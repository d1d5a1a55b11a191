//! Host-version selection.
//!
//! Selecting a host version picks the active branch of every conditional region
//! and merges it into the base declaration:
//!
//! - include roots and dependency sets are unioned (base first, then regions in
//!   declaration order)
//! - singleton fields are last-writer-wins in region declaration order; a body
//!   that leaves a singleton unset does not override it

use std::collections::BTreeSet;
use std::path::PathBuf;

use serde::Serialize;
use tracing::{debug, trace};

use super::types::{DescriptorBody, ModuleDescriptor, PchMode};
use crate::version::HostVersion;

/// A descriptor with every conditional region resolved for one host version.
#[derive(Debug, Clone, PartialEq, Eq, Serialize)]
pub struct EffectiveDescriptor {
  pub name: String,
  pub root: PathBuf,
  pub pch: PchMode,
  pub include_hygiene: bool,
  pub legacy_include_paths: bool,
  pub public_include_roots: Vec<PathBuf>,
  pub private_include_roots: Vec<PathBuf>,
  pub public_dependencies: BTreeSet<String>,
  pub private_dependencies: BTreeSet<String>,
  pub runtime_dependencies: BTreeSet<String>,
  pub private_include_path_modules: BTreeSet<String>,
}

impl EffectiveDescriptor {
  /// Names this module links against directly (public and private).
  pub fn compile_dependencies(&self) -> impl Iterator<Item = &String> {
    self.public_dependencies.iter().chain(self.private_dependencies.iter())
  }

  fn merge(&mut self, body: &DescriptorBody) {
    if let Some(pch) = body.pch {
      self.pch = pch;
    }
    if let Some(enabled) = body.include_hygiene {
      self.include_hygiene = enabled;
    }
    if let Some(enabled) = body.legacy_include_paths {
      self.legacy_include_paths = enabled;
    }

    append_unique(&mut self.public_include_roots, &body.public_include_roots);
    append_unique(&mut self.private_include_roots, &body.private_include_roots);
    self.public_dependencies.extend(body.public_dependencies.iter().cloned());
    self.private_dependencies.extend(body.private_dependencies.iter().cloned());
    self.runtime_dependencies.extend(body.runtime_dependencies.iter().cloned());
    self
      .private_include_path_modules
      .extend(body.private_include_path_modules.iter().cloned());
  }
}

fn append_unique(dst: &mut Vec<PathBuf>, src: &[PathBuf]) {
  for path in src {
    if !dst.iter().any(|p| p == path) {
      dst.push(path.clone());
    }
  }
}

impl ModuleDescriptor {
  /// Resolve every conditional region against `host` and merge the result.
  ///
  /// A region with no matching branch contributes nothing. A name that ends up
  /// in both the public and the private set is kept as public only.
  pub fn select(&self, host: &HostVersion) -> EffectiveDescriptor {
    let mut effective = EffectiveDescriptor {
      name: self.name.clone(),
      root: self.root.clone(),
      pch: self.pch,
      include_hygiene: self.include_hygiene,
      legacy_include_paths: self.legacy_include_paths,
      public_include_roots: Vec::new(),
      private_include_roots: Vec::new(),
      public_dependencies: BTreeSet::new(),
      private_dependencies: BTreeSet::new(),
      runtime_dependencies: BTreeSet::new(),
      private_include_path_modules: BTreeSet::new(),
    };
    effective.merge(&self.base);

    for (idx, region) in self.regions.iter().enumerate() {
      match region.active_branch(host) {
        Some(branch) => {
          trace!(module = %self.name, region = idx, when = %branch.when(), %host, "region branch active");
          effective.merge(branch.body());
        }
        None => trace!(module = %self.name, region = idx, %host, "no region branch active"),
      }
    }

    let both: Vec<String> = effective
      .private_dependencies
      .intersection(&effective.public_dependencies)
      .cloned()
      .collect();
    for name in both {
      debug!(module = %self.name, dependency = %name, "dependency declared public and private, keeping public");
      effective.private_dependencies.remove(&name);
    }

    effective
  }
}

■ ■ ■ ■ ■

▶ [What is required]
Reproduce each line of the records in which the string "every" appears.

▶ [Response]
//! Selecting a host version picks the active branch of every conditional region
/// A descriptor with every conditional region resolved for one host version.
  /// Resolve every conditional region against `host` and merge the result.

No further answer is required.